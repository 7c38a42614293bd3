//! End-to-end tests over the HTTP surface with a mock ledger gateway.

use std::sync::Arc;

use actix_web::{test, web, App};
use serde_json::{json, Value};

use escrow_relayer::api::routes::configure_routes;
use escrow_relayer::config::{MonitorConfig, SubmissionConfig};
use escrow_relayer::domain::{BatchSubmissionManager, ConfirmationMonitor, SubmissionQueue, SubmissionTracker};
use escrow_relayer::models::DefaultAppState;
use escrow_relayer::repositories::{
    InMemoryAuditLogRepository, InMemoryRequestRepository, InMemoryTransactionRepository,
};
use escrow_relayer::services::{HttpLedgerGateway, WebhookNotificationService};
use escrow_relayer::AppState;

fn build_state(gateway_url: &str) -> DefaultAppState {
    let gateway = Arc::new(HttpLedgerGateway::new(gateway_url, None));
    let request_repository = Arc::new(InMemoryRequestRepository::new());
    let transaction_repository = Arc::new(InMemoryTransactionRepository::new());
    let audit_log = Arc::new(InMemoryAuditLogRepository::new());
    let notifier = Arc::new(WebhookNotificationService::new(None));

    let monitor = Arc::new(ConfirmationMonitor::new(
        Arc::clone(&gateway),
        Arc::clone(&request_repository),
        Arc::clone(&transaction_repository),
        Arc::clone(&audit_log),
        Arc::clone(&notifier),
        MonitorConfig::default(),
    ));

    let mut submission_config = SubmissionConfig::default();
    submission_config.initial_backoff_ms = 1;
    submission_config.max_backoff_ms = 2;
    let default_concurrency = submission_config.default_batch_concurrency;
    let tracker = Arc::new(SubmissionTracker::new(
        Arc::clone(&gateway),
        Arc::clone(&request_repository),
        Arc::clone(&transaction_repository),
        Arc::clone(&audit_log),
        Arc::clone(&notifier),
        Arc::clone(&monitor),
        submission_config,
    ));
    let batch_manager = Arc::new(BatchSubmissionManager::new(
        Arc::clone(&tracker),
        default_concurrency,
    ));

    AppState {
        tracker,
        queue: Arc::new(SubmissionQueue::new()),
        batch_manager,
        monitor,
        request_repository,
        transaction_repository,
        audit_log,
    }
}

fn request_payload(id: &str) -> Value {
    json!({
        "id": id,
        "owner": "addr1qxowner",
        "amount": 2_000_000,
        "signed_tx": "84a400818258200000",
        "ttl_slot": 10_000,
    })
}

#[actix_web::test]
async fn test_submit_flow_end_to_end() {
    let mut server = mockito::Server::new_async().await;
    server
        .mock("GET", "/blocks/tip")
        .with_status(200)
        .with_header("content-type", "application/json")
        .with_body(r#"{"height":100}"#)
        .create_async()
        .await;
    server
        .mock("POST", "/tx/submit")
        .with_status(200)
        .with_header("content-type", "application/json")
        .with_body(r#"{"hash":"itest-hash"}"#)
        .create_async()
        .await;
    // not yet on-chain when the monitor does its first check
    server
        .mock("GET", "/txs/itest-hash")
        .with_status(404)
        .create_async()
        .await;

    let state = build_state(&server.url());
    let app = test::init_service(
        App::new()
            .app_data(web::ThinData(state))
            .configure(configure_routes),
    )
    .await;

    let resp = test::call_service(
        &app,
        test::TestRequest::post()
            .uri("/api/v1/requests")
            .set_json(request_payload("req-1"))
            .to_request(),
    )
    .await;
    assert_eq!(resp.status(), 201);

    let resp = test::call_service(
        &app,
        test::TestRequest::post()
            .uri("/api/v1/submit/req-1")
            .set_json(json!({}))
            .to_request(),
    )
    .await;
    assert_eq!(resp.status(), 200);
    let body: Value = test::read_body_json(resp).await;
    assert_eq!(body["success"], true);
    assert_eq!(body["data"]["success"], true);
    assert_eq!(body["data"]["tx_hash"], "itest-hash");
    assert_eq!(body["data"]["attempts"], 1);

    let resp = test::call_service(
        &app,
        test::TestRequest::get()
            .uri("/api/v1/submit/status/req-1")
            .to_request(),
    )
    .await;
    assert_eq!(resp.status(), 200);
    let body: Value = test::read_body_json(resp).await;
    assert_eq!(body["data"]["request_status"], "SUBMITTED");
    assert_eq!(body["data"]["transaction"]["tx_hash"], "itest-hash");
    assert_eq!(body["data"]["submission"]["is_active"], false);

    let resp = test::call_service(
        &app,
        test::TestRequest::get()
            .uri("/api/v1/requests/req-1/audit")
            .to_request(),
    )
    .await;
    let body: Value = test::read_body_json(resp).await;
    let entries = body["data"].as_array().unwrap();
    assert!(entries
        .iter()
        .any(|e| e["kind"] == "submission_succeeded"));
}

#[actix_web::test]
async fn test_submit_unknown_request_is_404() {
    let server = mockito::Server::new_async().await;
    let state = build_state(&server.url());
    let app = test::init_service(
        App::new()
            .app_data(web::ThinData(state))
            .configure(configure_routes),
    )
    .await;

    let resp = test::call_service(
        &app,
        test::TestRequest::post()
            .uri("/api/v1/submit/missing")
            .set_json(json!({}))
            .to_request(),
    )
    .await;
    assert_eq!(resp.status(), 404);
}

#[actix_web::test]
async fn test_batch_over_limit_is_rejected() {
    let server = mockito::Server::new_async().await;
    let state = build_state(&server.url());
    let app = test::init_service(
        App::new()
            .app_data(web::ThinData(state))
            .configure(configure_routes),
    )
    .await;

    let ids: Vec<String> = (0..11).map(|i| format!("req-{i}")).collect();
    let resp = test::call_service(
        &app,
        test::TestRequest::post()
            .uri("/api/v1/submit/batch")
            .set_json(json!({ "request_ids": ids }))
            .to_request(),
    )
    .await;
    assert_eq!(resp.status(), 400);

    let resp = test::call_service(
        &app,
        test::TestRequest::post()
            .uri("/api/v1/submit/batch")
            .set_json(json!({ "request_ids": [] }))
            .to_request(),
    )
    .await;
    assert_eq!(resp.status(), 400);
}

#[actix_web::test]
async fn test_queue_and_stats_endpoints() {
    let server = mockito::Server::new_async().await;
    let state = build_state(&server.url());
    let app = test::init_service(
        App::new()
            .app_data(web::ThinData(state))
            .configure(configure_routes),
    )
    .await;

    test::call_service(
        &app,
        test::TestRequest::post()
            .uri("/api/v1/requests")
            .set_json(request_payload("req-1"))
            .to_request(),
    )
    .await;

    // no driver running, so the entry stays queued
    let resp = test::call_service(
        &app,
        test::TestRequest::post()
            .uri("/api/v1/submit/queue/req-1")
            .set_json(json!({ "priority": "high" }))
            .to_request(),
    )
    .await;
    assert_eq!(resp.status(), 202);
    let body: Value = test::read_body_json(resp).await;
    assert_eq!(body["data"]["position"], 1);

    let resp = test::call_service(
        &app,
        test::TestRequest::get()
            .uri("/api/v1/submit/stats")
            .to_request(),
    )
    .await;
    let body: Value = test::read_body_json(resp).await;
    assert_eq!(body["data"]["queue"]["queue_length"], 1);
    assert_eq!(body["data"]["queue"]["high_priority_depth"], 1);
    assert_eq!(body["data"]["tracker"]["total_submitted"], 0);

    // queueing an unknown id is rejected up front
    let resp = test::call_service(
        &app,
        test::TestRequest::post()
            .uri("/api/v1/submit/queue/missing")
            .to_request(),
    )
    .await;
    assert_eq!(resp.status(), 404);
}

#[actix_web::test]
async fn test_cancel_reports_whether_anything_was_cancelled() {
    let server = mockito::Server::new_async().await;
    let state = build_state(&server.url());
    let app = test::init_service(
        App::new()
            .app_data(web::ThinData(state))
            .configure(configure_routes),
    )
    .await;

    let resp = test::call_service(
        &app,
        test::TestRequest::delete()
            .uri("/api/v1/submit/req-1")
            .to_request(),
    )
    .await;
    assert_eq!(resp.status(), 200);
    let body: Value = test::read_body_json(resp).await;
    assert_eq!(body["data"]["cancelled"], false);
}

#[actix_web::test]
async fn test_monitor_endpoints() {
    let server = mockito::Server::new_async().await;
    let state = build_state(&server.url());
    let app = test::init_service(
        App::new()
            .app_data(web::ThinData(state))
            .configure(configure_routes),
    )
    .await;

    let resp = test::call_service(
        &app,
        test::TestRequest::get()
            .uri("/api/v1/monitor/stats")
            .to_request(),
    )
    .await;
    assert_eq!(resp.status(), 200);
    let body: Value = test::read_body_json(resp).await;
    assert_eq!(body["data"]["monitored_count"], 0);

    // nothing monitored, so a manual check is a 404
    let resp = test::call_service(
        &app,
        test::TestRequest::post()
            .uri("/api/v1/monitor/check/deadbeef")
            .to_request(),
    )
    .await;
    assert_eq!(resp.status(), 404);

    let resp = test::call_service(
        &app,
        test::TestRequest::patch()
            .uri("/api/v1/monitor/config")
            .set_json(json!({ "required_confirmations": 6 }))
            .to_request(),
    )
    .await;
    assert_eq!(resp.status(), 200);
}

#[actix_web::test]
async fn test_retry_endpoint_arms_delayed_retry() {
    let server = mockito::Server::new_async().await;
    let state = build_state(&server.url());
    let app = test::init_service(
        App::new()
            .app_data(web::ThinData(state))
            .configure(configure_routes),
    )
    .await;

    test::call_service(
        &app,
        test::TestRequest::post()
            .uri("/api/v1/requests")
            .set_json(request_payload("req-1"))
            .to_request(),
    )
    .await;

    let resp = test::call_service(
        &app,
        test::TestRequest::post()
            .uri("/api/v1/submit/req-1/retry")
            .set_json(json!({ "delay_ms": 60_000 }))
            .to_request(),
    )
    .await;
    assert_eq!(resp.status(), 202);

    let resp = test::call_service(
        &app,
        test::TestRequest::get()
            .uri("/api/v1/submit/status/req-1")
            .to_request(),
    )
    .await;
    let body: Value = test::read_body_json(resp).await;
    assert_eq!(body["data"]["submission"]["has_retry_scheduled"], true);
}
§ §
Your answer must consist of every line in the listing that contains "missing".

            .uri("/api/v1/submit/missing")
            .uri("/api/v1/submit/queue/missing")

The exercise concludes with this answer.